On Mon, 2013-11-04 at 10:45 +0000, Michael Kay wrote:
It's a very common thing in our industry that a simple spec with many
 limitations becomes dominant despite the existence of a better spec
 with more features designed to meet "high-end" requirements. Just look
 at rfc-822 compared with x.400 email for an example. Of course some of
 the better features of the "complex" spec end up migrating into the
 "simple" spec, which in turn has the effect of further reducing the
 number of people who need the features of the "complex" spec. 

What we seem to be seeing here is that the community that requires
 XSL-FO doesn't have the resources to ensure its continued development.
 Arguments about why XSL-FO is better than CSS aren't going to change
 that.

Agreed. Indeed, my hope for XSL-FO is that it grow to be more of the
DSSSL replacement it was originally intended to be. That, unfortunately,
is in the direction of greater complexity.

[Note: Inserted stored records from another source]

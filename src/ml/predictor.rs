//! Inference against registered pipelines

use super::pipeline::Pipeline;
use super::registry::ModelRegistry;
use super::table::FeatureTable;
use crate::error::{MetricsError, Result};
use crate::types::RawRow;
use serde::{Deserialize, Serialize};
use std::sync::Arc;
use tracing::debug;

/// Row-aligned predictions; each probability vector follows the model's sorted classes
#[derive(Debug, Clone, PartialEq, Serialize, Deserialize)]
pub struct PredictionResponse {
    pub prediction: Vec<String>,
    pub prediction_probas: Vec<Vec<f64>>,
}

#[derive(Debug, Clone)]
pub struct PredictionService {
    registry: Arc<ModelRegistry>,
}

impl PredictionService {
    pub fn new(registry: Arc<ModelRegistry>) -> Self {
        Self { registry }
    }

    pub fn registry(&self) -> &Arc<ModelRegistry> {
        &self.registry
    }

    pub fn predict(&self, model_uuid: &str, rows: &[RawRow]) -> Result<PredictionResponse> {
        let pipeline = self.registry.get(model_uuid)?;
        debug!("Predicting {} rows with model {}", rows.len(), model_uuid);
        predict_with(&pipeline, rows)
    }
}

/// Score raw rows with a fitted pipeline
///
/// Rows must carry every feature column; extra keys such as the outcome
/// label are ignored.
pub fn predict_with(pipeline: &Pipeline, rows: &[RawRow]) -> Result<PredictionResponse> {
    let features = FeatureTable::from_records(pipeline.feature_schema(), rows)?;
    let proba = pipeline.predict_proba(&features)?;
    let classes = pipeline.classes();

    let mut prediction = Vec::with_capacity(proba.nrows());
    let mut prediction_probas = Vec::with_capacity(proba.nrows());
    for row in proba.rows() {
        if row.iter().any(|p| !p.is_finite()) {
            return Err(MetricsError::Unexpected(format!(
                "Model {} produced non-finite probabilities",
                pipeline.model_name()
            )));
        }
        let best = row
            .iter()
            .enumerate()
            .fold((0, f64::NEG_INFINITY), |acc, (i, &p)| if p > acc.1 { (i, p) } else { acc })
            .0;
        prediction.push(classes[best].clone());
        prediction_probas.push(row.to_vec());
    }

    Ok(PredictionResponse {
        prediction,
        prediction_probas,
    })
}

As I was casting about for a suitable framework for applying
presentational semantics to linked data, I was led--unexpectedly--to the
DSSSL style language. Since DSSSL is probably not a viable option in my
application, I looked to the current state of XSL-FO, hoping that 2.0
might have come along far enough to do duty, and was disappointed to see
that it too had been abandoned.

Quoting from DSSSL 12.2: "A flow object tree is an abstract
representation of the merger of the formatting specification and the
source document."

XSL-FO dropped the "abstract representation" part of that, and deals
only with syntactic "formatting objects" instead of abstract "flow
objects". While this was a useful simplification that supported a wide
range of formatting needs, it falls short of the capabilities specified
by DSSSL.

I found that I needed something like the beloved DSSSL style language
"sosofos"--specifications of a sequence of flow objects. Quoting again
from DSSSL (12.4.3 note 50): "The expression language never operates on
flow objects directly; it only operates on their specifications using
the sosofo data type."

This is exactly the capability you need to specify the formatting of
data that has been derived by applying arbitrary queries to RDF
repositories (which, incidentally, is not too unlike the "grove"
abstract formalism underlying DSSSL).

Specifically, what I hoped to find in XSL 2.0 was support for complex
page layout and flow mapping to multiple regions. It would also be good
to extend the formatting object vocabulary and properties to accommodate
all the interactive and multi-media capabilities of HTML5 (at a
minimum). This would allow specification of these features without
prejudice toward a particular delivery channel.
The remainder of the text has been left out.